Praxistipps

Schreibtisch-Workout – 4 Übungen gegen Muskelverspannungen

Lesezeit: 2 Minuten Wenn Sie lange am Schreibtisch sitzen, dann ermüden Ihre Muskeln und Ihre Schultern verspannen sich. Aber auch die Nerven und Sehnen werden durch die monotone Bedienung der Tastatur und der Maus gereizt. Im schlimmsten Fall bekommen Sie schmerzhafte Muskelverspannungen und im schlimmsten Fall noch eine Sehnenscheidenentzündung. Diese 4 Übungen helfen Muskelverspannungen zu lösen.

2 min Lesezeit
Schreibtisch-Workout – 4 Übungen gegen Muskelverspannungen

Schreibtisch-Workout – 4 Übungen gegen Muskelverspannungen

Lesezeit: 2 Minuten

1. Übung: Lassen Sie die Hände rotieren

Um die Hände rotieren zu lassen, ziehen Sie den rechten Ellbogen an den Körper. Verschränken Sie die Hände wie zu einem Gebet. Lassen Sie nun das rechte Handgelenk mithilfe der linken Hand ungefähr 15 Mal rotieren. Danach führen Sie diese Übung mit dem linken Handgelenk durch.

2. Übung: Die Brustdehnung

Setzen Sie sich auf die Kante Ihres Schreibtischstuhls (Vorsicht bei rollenden Stühlen!). Ihre Füße stehen mit der ganzen Sohle auf den Boden. Umfassen Sie mit Ihren Händen die Rückseite der Stuhllehne. Lehnen Sie sich langsam zurück, schauen Sie schräg nach oben und strecken Sie langsam die Brust. Halten Sie diese Position für ca. 10 Sekunden. Danach entspannen Sie sich 10 Sekunden und wiederholen diese Übung.

3. Übung: Leichtes Dehnen des Mediannervs

Der Mediannerv verläuft vom Schulterbereich bis ins Handgelenk und ist verantwortlich für die Steuerung der Feinmotorik und Kraftentfaltung vieler Teile der Hand. Bei monotonen Bewegungsabläufen der Hand und den Handgelenken (z. B. Bedienung der Maus, Tippen auf der PC-Tastatur oder Klavier spielen) schwillt das Gewebe um den Nerv an und übt somit einen enormen Druck auf den Mediannerv aus.

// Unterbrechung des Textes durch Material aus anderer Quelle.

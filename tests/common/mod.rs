#![allow(dead_code)]

use std::net::TcpListener;

use chirpy::configuration::{
    ApplicationSettings, DatabaseSettings, JwtSettings, Settings, StorageBackend,
};
use chirpy::startup::run;
use chirpy::store::Storage;
use secrecy::Secret;
use serde_json::{json, Value};

pub const JWT_SECRET: &str = "integration-test-secret";

pub struct TestApp {
    pub address: String,
    pub client: reqwest::Client,
}

fn test_settings(platform: &str) -> Settings {
    Settings {
        database: DatabaseSettings {
            username: "postgres".to_string(),
            password: Secret::new("password".to_string()),
            port: 5432,
            host: "localhost".to_string(),
            database_name: "chirpy".to_string(),
            max_connections: 5,
        },
        application: ApplicationSettings {
            host: "127.0.0.1".to_string(),
            port: 0,
            platform: platform.to_string(),
            static_dir: "./public".to_string(),
            storage: StorageBackend::Memory,
        },
        jwt: JwtSettings {
            secret: Secret::new(JWT_SECRET.to_string()),
            access_token_expiry: 3600,
            refresh_token_expiry: 5_184_000,
        },
    }
}

/// Start a server on a random port with fresh in-memory storage
pub fn spawn_app_on(platform: &str) -> TestApp {
    let listener = TcpListener::bind("127.0.0.1:0").expect("Failed to bind random port");
    let port = listener.local_addr().unwrap().port();

    let settings = test_settings(platform);
    let server =
        run(listener, Storage::in_memory(), &settings).expect("Failed to create server");
    let _ = tokio::spawn(server);

    TestApp {
        address: format!("http://127.0.0.1:{}", port),
        client: reqwest::Client::new(),
    }
}

pub fn spawn_app() -> TestApp {
    spawn_app_on("dev")
}

impl TestApp {
    pub fn url(&self, path: &str) -> String {
        format!("{}{}", self.address, path)
    }

    pub async fn post_json(&self, path: &str, body: &Value) -> reqwest::Response {
        self.client
            .post(self.url(path))
            .json(body)
            .send()
            .await
            .expect("Failed to execute request.")
    }

    pub async fn post_with_bearer(&self, path: &str, token: &str) -> reqwest::Response {
        self.client
            .post(self.url(path))
            .bearer_auth(token)
            .send()
            .await
            .expect("Failed to execute request.")
    }

    pub async fn register(&self, email: &str, password: &str) -> reqwest::Response {
        self.post_json("/api/users", &json!({ "email": email, "password": password }))
            .await
    }

    pub async fn login(&self, email: &str, password: &str) -> reqwest::Response {
        self.post_json("/api/login", &json!({ "email": email, "password": password }))
            .await
    }

    /// Register and log in, returning the login response body
    pub async fn signed_in_user(&self, email: &str, password: &str) -> Value {
        assert_eq!(201, self.register(email, password).await.status().as_u16());

        let response = self.login(email, password).await;
        assert_eq!(200, response.status().as_u16());
        response.json().await.expect("Failed to parse login response")
    }
}

pub fn str_field<'a>(body: &'a Value, field: &str) -> &'a str {
    body[field]
        .as_str()
        .unwrap_or_else(|| panic!("missing string field `{}` in {}", field, body))
}
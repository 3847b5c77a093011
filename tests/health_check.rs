//! Integration tests for the health and admin endpoints

mod common;

use common::{spawn_app, spawn_app_on};

#[tokio::test]
async fn health_check_works() {
    let app = spawn_app();

    let response = app
        .client
        .get(app.url("/api/healthz"))
        .send()
        .await
        .expect("Failed to execute request");

    assert_eq!(200, response.status().as_u16());
    assert!(response
        .headers()
        .get("content-type")
        .and_then(|v| v.to_str().ok())
        .map_or(false, |v| v.starts_with("text/plain")));
    assert_eq!(response.text().await.unwrap(), "OK");
}

#[tokio::test]
async fn file_server_hits_are_counted() {
    let app = spawn_app();

    for _ in 0..3 {
        let response = app
            .client
            .get(app.url("/app/index.html"))
            .send()
            .await
            .expect("Failed to execute request");
        assert_eq!(200, response.status().as_u16());
    }

    let body = app
        .client
        .get(app.url("/admin/metrics"))
        .send()
        .await
        .expect("Failed to execute request")
        .text()
        .await
        .unwrap();

    assert!(body.contains("Welcome, Chirpy Admin"));
    assert!(body.contains("visited 3 times"));
}

#[tokio::test]
async fn reset_zeroes_hits_and_deletes_users_in_dev() {
    let app = spawn_app();
    app.client.get(app.url("/app/")).send().await.unwrap();
    assert_eq!(201, app.register("a@b.com", "pw123456").await.status().as_u16());

    let response = app
        .client
        .post(app.url("/admin/reset"))
        .send()
        .await
        .expect("Failed to execute request");
    assert_eq!(200, response.status().as_u16());

    let metrics = app
        .client
        .get(app.url("/admin/metrics"))
        .send()
        .await
        .unwrap()
        .text()
        .await
        .unwrap();
    assert!(metrics.contains("visited 0 times"));

    // The account is gone, so the email is free again
    assert_eq!(201, app.register("a@b.com", "pw123456").await.status().as_u16());
}

#[tokio::test]
async fn reset_is_forbidden_outside_dev() {
    let app = spawn_app_on("production");

    let response = app
        .client
        .post(app.url("/admin/reset"))
        .send()
        .await
        .expect("Failed to execute request");

    assert_eq!(403, response.status().as_u16());
}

Das führt zu starken Schmerzen, Taubheitsgefühl und Kribbeln in den Fingern. Beugen Sie dem vor, indem Sie drei- bis viermal täglich den Mediannerv leicht dehnen.

Strecken Sie den linken Arm knapp unter Schulterhöhe zur Seite aus. Ihre Handflächen zeigen dabei nach außen. Während Sie den Kopf zur rechten Schulter neigen, ziehen Sie die Finger an. Diese Position halten Sie ca. 10 Sekunden. Entspannen Sie 5 Sekunden und wiederholen Sie die Übung mit dem rechten Arm.

Mein Rat: Wenn Sie bereits an einem Karpaltunnelsyndrom leiden, sollten Sie jede Form von Beuge-, Dreh- und Dehnbewegungen der Hand und Handgelenke vermeiden und einen Arzt aufsuchen.

4. Übung: Die Rückendehnung

Stellen Sie sich aufrecht hin. Legen Sie Ihre Hände so auf den unteren Rücken, dass die Finger nach unten zeigen. Ziehen Sie jetzt den Bauchnabel in Richtung Wirbelsäule und drücken Sie die Hände nach vorn. Ihr Kinn ziehen Sie an die Brust. Gleichzeitig verlängern Sie Ihren Brustkorb nach oben. Halten Sie diese Position ca. 10 Sekunden. 5 Sekunden entspannen und die Übung wiederholen.